Restate word for word the lines of the data below, from the first through the one that has "pub struct LocalStorage".

[Stored data]
-------

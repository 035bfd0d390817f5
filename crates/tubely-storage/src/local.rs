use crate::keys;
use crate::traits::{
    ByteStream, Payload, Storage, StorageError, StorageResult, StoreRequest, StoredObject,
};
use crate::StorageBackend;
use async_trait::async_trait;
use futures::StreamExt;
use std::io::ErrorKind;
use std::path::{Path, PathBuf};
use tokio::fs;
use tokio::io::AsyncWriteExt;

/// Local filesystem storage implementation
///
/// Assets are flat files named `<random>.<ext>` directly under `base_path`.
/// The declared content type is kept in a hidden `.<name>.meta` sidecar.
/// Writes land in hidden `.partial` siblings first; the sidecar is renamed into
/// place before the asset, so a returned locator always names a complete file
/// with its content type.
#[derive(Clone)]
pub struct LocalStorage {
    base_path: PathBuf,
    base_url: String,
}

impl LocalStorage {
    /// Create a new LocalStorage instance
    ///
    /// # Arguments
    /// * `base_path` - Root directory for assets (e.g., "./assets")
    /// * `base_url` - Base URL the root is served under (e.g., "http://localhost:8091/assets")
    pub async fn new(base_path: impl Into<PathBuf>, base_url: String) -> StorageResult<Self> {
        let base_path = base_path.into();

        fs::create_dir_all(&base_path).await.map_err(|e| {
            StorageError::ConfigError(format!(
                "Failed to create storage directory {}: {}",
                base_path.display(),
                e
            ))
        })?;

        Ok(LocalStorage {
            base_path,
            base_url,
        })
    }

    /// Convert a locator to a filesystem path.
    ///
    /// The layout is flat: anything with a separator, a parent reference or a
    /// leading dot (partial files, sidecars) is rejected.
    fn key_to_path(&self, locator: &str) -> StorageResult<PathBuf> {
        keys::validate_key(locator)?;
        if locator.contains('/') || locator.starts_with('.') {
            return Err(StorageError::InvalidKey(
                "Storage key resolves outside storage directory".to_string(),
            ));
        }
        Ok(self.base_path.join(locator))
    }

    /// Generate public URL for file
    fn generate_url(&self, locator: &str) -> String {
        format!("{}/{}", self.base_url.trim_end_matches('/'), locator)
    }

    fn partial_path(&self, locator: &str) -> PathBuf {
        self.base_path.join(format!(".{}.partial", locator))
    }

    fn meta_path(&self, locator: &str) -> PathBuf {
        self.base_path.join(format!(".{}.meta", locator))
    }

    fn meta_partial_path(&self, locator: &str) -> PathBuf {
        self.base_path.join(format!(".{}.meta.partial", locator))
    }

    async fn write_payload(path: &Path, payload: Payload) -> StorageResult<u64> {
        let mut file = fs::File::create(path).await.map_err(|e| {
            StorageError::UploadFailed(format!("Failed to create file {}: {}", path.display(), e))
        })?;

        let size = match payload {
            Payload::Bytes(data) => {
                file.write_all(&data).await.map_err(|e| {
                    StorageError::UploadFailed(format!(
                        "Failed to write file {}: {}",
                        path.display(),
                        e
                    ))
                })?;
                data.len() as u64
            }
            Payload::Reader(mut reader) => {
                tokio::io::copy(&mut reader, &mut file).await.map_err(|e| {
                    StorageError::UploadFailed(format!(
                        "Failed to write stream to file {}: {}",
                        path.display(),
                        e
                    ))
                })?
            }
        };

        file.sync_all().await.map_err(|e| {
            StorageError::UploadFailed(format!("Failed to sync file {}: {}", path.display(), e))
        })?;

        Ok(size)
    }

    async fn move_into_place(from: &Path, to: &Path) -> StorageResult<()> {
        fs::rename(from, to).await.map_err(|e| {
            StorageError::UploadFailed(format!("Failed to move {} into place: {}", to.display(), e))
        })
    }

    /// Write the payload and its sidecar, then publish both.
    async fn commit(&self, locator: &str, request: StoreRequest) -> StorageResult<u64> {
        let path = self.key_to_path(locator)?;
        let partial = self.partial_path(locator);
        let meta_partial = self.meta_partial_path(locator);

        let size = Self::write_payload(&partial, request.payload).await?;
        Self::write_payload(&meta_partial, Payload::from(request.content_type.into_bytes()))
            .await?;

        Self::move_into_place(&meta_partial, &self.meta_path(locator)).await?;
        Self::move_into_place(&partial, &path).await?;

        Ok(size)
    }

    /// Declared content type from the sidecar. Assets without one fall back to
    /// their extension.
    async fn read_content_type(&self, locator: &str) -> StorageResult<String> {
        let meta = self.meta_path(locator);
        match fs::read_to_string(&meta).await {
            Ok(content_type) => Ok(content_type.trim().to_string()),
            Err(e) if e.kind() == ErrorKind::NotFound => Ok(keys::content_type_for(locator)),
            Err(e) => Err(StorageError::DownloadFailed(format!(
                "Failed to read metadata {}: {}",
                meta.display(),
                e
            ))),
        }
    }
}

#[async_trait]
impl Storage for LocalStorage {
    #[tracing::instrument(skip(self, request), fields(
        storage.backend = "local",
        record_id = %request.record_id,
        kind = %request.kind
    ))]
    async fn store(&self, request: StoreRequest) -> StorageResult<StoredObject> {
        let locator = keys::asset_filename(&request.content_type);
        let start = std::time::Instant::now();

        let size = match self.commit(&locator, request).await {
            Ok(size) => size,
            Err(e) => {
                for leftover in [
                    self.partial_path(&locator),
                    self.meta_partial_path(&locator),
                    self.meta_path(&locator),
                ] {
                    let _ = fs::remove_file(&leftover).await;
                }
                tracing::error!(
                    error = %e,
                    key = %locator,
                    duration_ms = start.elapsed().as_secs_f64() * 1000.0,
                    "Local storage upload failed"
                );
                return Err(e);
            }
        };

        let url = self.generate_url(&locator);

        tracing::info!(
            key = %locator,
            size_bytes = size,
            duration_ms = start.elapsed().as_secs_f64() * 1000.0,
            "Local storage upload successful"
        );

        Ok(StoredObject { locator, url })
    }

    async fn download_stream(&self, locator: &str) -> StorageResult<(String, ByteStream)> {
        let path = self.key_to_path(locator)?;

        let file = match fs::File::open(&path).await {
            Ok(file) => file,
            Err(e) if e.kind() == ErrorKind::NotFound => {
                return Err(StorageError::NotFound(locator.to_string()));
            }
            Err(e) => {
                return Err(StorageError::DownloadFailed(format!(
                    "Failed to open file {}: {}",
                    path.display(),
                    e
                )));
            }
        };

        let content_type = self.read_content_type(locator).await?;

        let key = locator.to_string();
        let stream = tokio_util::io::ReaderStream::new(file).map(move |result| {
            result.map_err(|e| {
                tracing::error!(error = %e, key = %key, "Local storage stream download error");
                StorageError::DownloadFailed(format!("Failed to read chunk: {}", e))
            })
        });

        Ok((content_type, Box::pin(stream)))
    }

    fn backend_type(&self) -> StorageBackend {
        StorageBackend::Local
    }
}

-------

The answer:
repository 035bfd0d390817f5
filename crates/tubely-storage/src/local.rs
use crate::keys;
use crate::traits::{
    ByteStream, Payload, Storage, StorageError, StorageResult, StoreRequest, StoredObject,
};
use crate::StorageBackend;
use async_trait::async_trait;
use futures::StreamExt;
use std::io::ErrorKind;
use std::path::{Path, PathBuf};
use tokio::fs;
use tokio::io::AsyncWriteExt;

/// Local filesystem storage implementation
///
/// Assets are flat files named `<random>.<ext>` directly under `base_path`.
/// The declared content type is kept in a hidden `.<name>.meta` sidecar.
/// Writes land in hidden `.partial` siblings first; the sidecar is renamed into
/// place before the asset, so a returned locator always names a complete file
/// with its content type.
#[derive(Clone)]
pub struct LocalStorage {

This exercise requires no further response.